* _Task statement_: Of the lines below, count those containing the word "Some". Reply with the number alone.

* _Data for analysis_:
use af_client::ApiConfig;
use pfd::DuplicateKeyPolicy;
use serde::Deserialize;
use std::fs::File;

fn default_level() -> String {
    "info".to_string()
}

#[derive(Debug, Deserialize)]
pub struct MetricsConfig {
    pub statsd_host: String,
    pub statsd_port: u16,
}

#[derive(Debug, Deserialize)]
pub struct LoggingConfig {
    /// Default filter directive, overridden by `RUST_LOG`.
    #[serde(default = "default_level")]
    pub level: String,
    pub sentry_dsn: Option<String>,
}

#[derive(Debug, Default, Deserialize)]
pub struct CommonConfig {
    pub metrics: Option<MetricsConfig>,
    pub logging: Option<LoggingConfig>,
}

#[derive(Debug, Default, Deserialize)]
pub struct SchemaConfig {
    #[serde(default)]
    pub on_duplicate_key: DuplicateKeyPolicy,
}

#[derive(Debug, Default, Deserialize)]
pub struct Config {
    #[serde(flatten)]
    pub common: CommonConfig,
    pub api: Option<ApiConfig>,
    #[serde(default)]
    pub schema: SchemaConfig,
}

impl Config {
    pub fn from_file(path: &std::path::Path) -> Result<Self, ConfigError> {
        let file = File::open(path)?;
        let data = serde_yaml::from_reader(file)?;

        Ok(data)
    }

    /// The `api` section, required by every command that talks to a backend.
    pub fn api(&self) -> Result<&ApiConfig, ConfigError> {
        self.api.as_ref().ok_or(ConfigError::MissingSection("api"))
    }
}

#[derive(thiserror::Error, Debug)]
pub enum ConfigError {
    #[error("could not load config from file: {0}")]
    LoadError(#[from] std::io::Error),
    #[error("could not parse config: {0}")]
    ParseError(#[from] serde_yaml::Error),
    #[error("config has no `{0}` section")]
    MissingSection(&'static str),
}

#[cfg(test)]
mod tests {
    use super::*;
    use std::io::Write;

    fn write_tmp_file(s: &str) -> tempfile::NamedTempFile {
        let mut tmp = tempfile::NamedTempFile::new().expect("create temp file");
        write!(tmp, "{}", s).expect("write yaml");

        tmp
    }

    #[test]
    fn full_config() {
        let yaml = r#"
            logging:
                level: debug
                sentry_dsn: https://key@sentry.example/1
            metrics:
                statsd_host: 127.0.0.1
                statsd_port: 8125
            api:
                af_url: http://af.example:8050
                oam_url: http://oam.example:8070
                cups_url: http://cups.example:8080
                timeout_secs: 3
            schema:
                on_duplicate_key: reject
            "#;
        let tmp = write_tmp_file(yaml);
        let config = Config::from_file(tmp.path()).expect("load config");

        let logging = config.common.logging.as_ref().expect("logging config");
        assert_eq!(logging.level, "debug");
        assert_eq!(logging.sentry_dsn.as_deref(), Some("https://key@sentry.example/1"));

        let metrics = config.common.metrics.as_ref().expect("metrics config");
        assert_eq!(metrics.statsd_port, 8125);

        let api = config.api().expect("api config");
        assert_eq!(api.af_url.as_str(), "http://af.example:8050/");
        assert_eq!(api.timeout_secs, 3);

        assert_eq!(config.schema.on_duplicate_key, DuplicateKeyPolicy::Reject);
    }

    #[test]
    fn minimal_config() {
        let tmp = write_tmp_file("logging:\n    sentry_dsn: null\n");
        let config = Config::from_file(tmp.path()).expect("load config");

        assert_eq!(config.common.logging.as_ref().expect("logging config").level, "info");
        assert!(config.common.metrics.is_none());
        assert_eq!(config.schema.on_duplicate_key, DuplicateKeyPolicy::Overwrite);
        assert!(matches!(config.api(), Err(ConfigError::MissingSection("api"))));
    }

    #[test]
    fn invalid_values() {
        let bad_url = r#"
            api:
                af_url: "not a url"
                oam_url: http://oam.example
                cups_url: http://cups.example
            "#;
        let tmp = write_tmp_file(bad_url);
        assert!(matches!(Config::from_file(tmp.path()), Err(ConfigError::ParseError(_))));

        let bad_policy = "schema:\n    on_duplicate_key: merge\n";
        let tmp = write_tmp_file(bad_policy);
        assert!(matches!(Config::from_file(tmp.path()), Err(ConfigError::ParseError(_))));
    }

    #[test]
    fn missing_file() {
        let err = Config::from_file(std::path::Path::new("/nonexistent/cnca.yaml")).unwrap_err();
        assert!(matches!(err, ConfigError::LoadError(_)));
    }
}
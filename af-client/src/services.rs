//! AF services of the 5G OAM API.

use crate::client::{AfClient, Api, Created};
use crate::errors::Result;
use crate::types::Service;
use http::Method;
use serde_json::Value as JsonValue;

const RESOURCE: &str = "service";

impl AfClient {
    /// Lists the registered AF services.
    pub async fn list_services(&self) -> Result<Vec<Service>> {
        let url = self.endpoint(Api::Oam, &["af", "services"])?;
        self.get_list(RESOURCE, url, Some("afServiceList")).await
    }

    pub async fn get_service(&self, id: &str) -> Result<Service> {
        let url = self.endpoint(Api::Oam, &["af", "services", id])?;
        self.get_json(RESOURCE, url).await
    }

    /// Registers a service. The OAM API answers with the new
    /// `afServiceId` in the body rather than a `Location` header.
    pub async fn create_service(&self, service: &Service) -> Result<Created> {
        let url = self.endpoint(Api::Oam, &["af", "services"])?;
        let created = self.create(RESOURCE, url, service).await?;
        tracing::info!(id = ?created.id().or_else(|| created_service_id(&created)), "Created service");
        Ok(created)
    }

    pub async fn patch_service(&self, id: &str, service: &Service) -> Result<()> {
        let url = self.endpoint(Api::Oam, &["af", "services", id])?;
        self.modify(RESOURCE, Method::PATCH, url, service).await
    }

    pub async fn delete_service(&self, id: &str) -> Result<()> {
        let url = self.endpoint(Api::Oam, &["af", "services", id])?;
        self.delete(RESOURCE, url).await
    }
}

/// Service ID from a create response body.
pub fn created_service_id(created: &Created) -> Option<&str> {
    created
        .body
        .as_ref()
        .and_then(|body| body.get("afServiceId"))
        .and_then(JsonValue::as_str)
}

#[cfg(test)]
mod tests {
    use super::*;
    use crate::errors::ClientError;
    use crate::testutils::{MockResponse, start_mock_api, test_config};
    use crate::types::LocationService;
    use http::StatusCode;
    use serde_json::json;

    #[tokio::test]
    async fn test_list_services_wrapped() {
        let api = start_mock_api(|_| {
            MockResponse::json(
                StatusCode::OK,
                json!({"afServiceList": [
                    {"afServiceId": "s1", "locationService": {"dnai": "edge1", "tac": 1}},
                    {"afServiceId": "s2"}
                ]}),
            )
        })
        .await;
        let client = AfClient::new(test_config(api.url.clone())).unwrap();

        let services = client.list_services().await.unwrap();

        assert_eq!(services.len(), 2);
        assert_eq!(services[0].af_service_id.as_deref(), Some("s1"));
        assert_eq!(
            services[0].location_service.as_ref().unwrap().dnai.as_deref(),
            Some("edge1")
        );

        let requests = api.requests();
        assert_eq!(requests[0].method, Method::GET);
        assert_eq!(requests[0].path, "/ngcoam/v1/af/services");
    }

    #[tokio::test]
    async fn test_create_service() {
        let api = start_mock_api(|_| {
            MockResponse::json(StatusCode::OK, json!({"afServiceId": "s7"}))
        })
        .await;
        let client = AfClient::new(test_config(api.url.clone())).unwrap();

        let service = Service {
            location_service: Some(LocationService {
                dnai: Some("edge1".into()),
                upf_ip: Some("10.0.0.2".into()),
                ..Default::default()
            }),
            ..Default::default()
        };
        let created = client.create_service(&service).await.unwrap();

        assert_eq!(created_service_id(&created), Some("s7"));
        assert_eq!(created.id(), None);

        let requests = api.requests();
        assert_eq!(requests[0].method, Method::POST);
        assert_eq!(
            requests[0].body,
            Some(json!({"locationService": {"dnai": "edge1", "upfIp": "10.0.0.2"}}))
        );
    }

    #[tokio::test]
    async fn test_patch_and_delete_service() {
        let api = start_mock_api(|_| MockResponse::status(StatusCode::NO_CONTENT)).await;
        let client = AfClient::new(test_config(api.url.clone())).unwrap();

        let service = Service {
            af_service_id: Some("s1".into()),
            ..Default::default()
        };
        client.patch_service("s1", &service).await.unwrap();
        client.delete_service("s1").await.unwrap();

        let requests = api.requests();
        assert_eq!(requests[0].method, Method::PATCH);
        assert_eq!(requests[0].path, "/ngcoam/v1/af/services/s1");
        assert_eq!(requests[0].body, Some(json!({"afServiceId": "s1"})));
        assert_eq!(requests[1].method, Method::DELETE);
        assert_eq!(requests[1].path, "/ngcoam/v1/af/services/s1");
    }

    #[tokio::test]
    async fn test_get_missing_service() {
        let api = start_mock_api(|_| MockResponse::status(StatusCode::NOT_FOUND)).await;
        let client = AfClient::new(test_config(api.url.clone())).unwrap();

        let err = client.get_service("nope").await.unwrap_err();
        assert!(matches!(err, ClientError::NotFound { resource: "service", .. }));
    }
}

* _Answer to this problem_: 11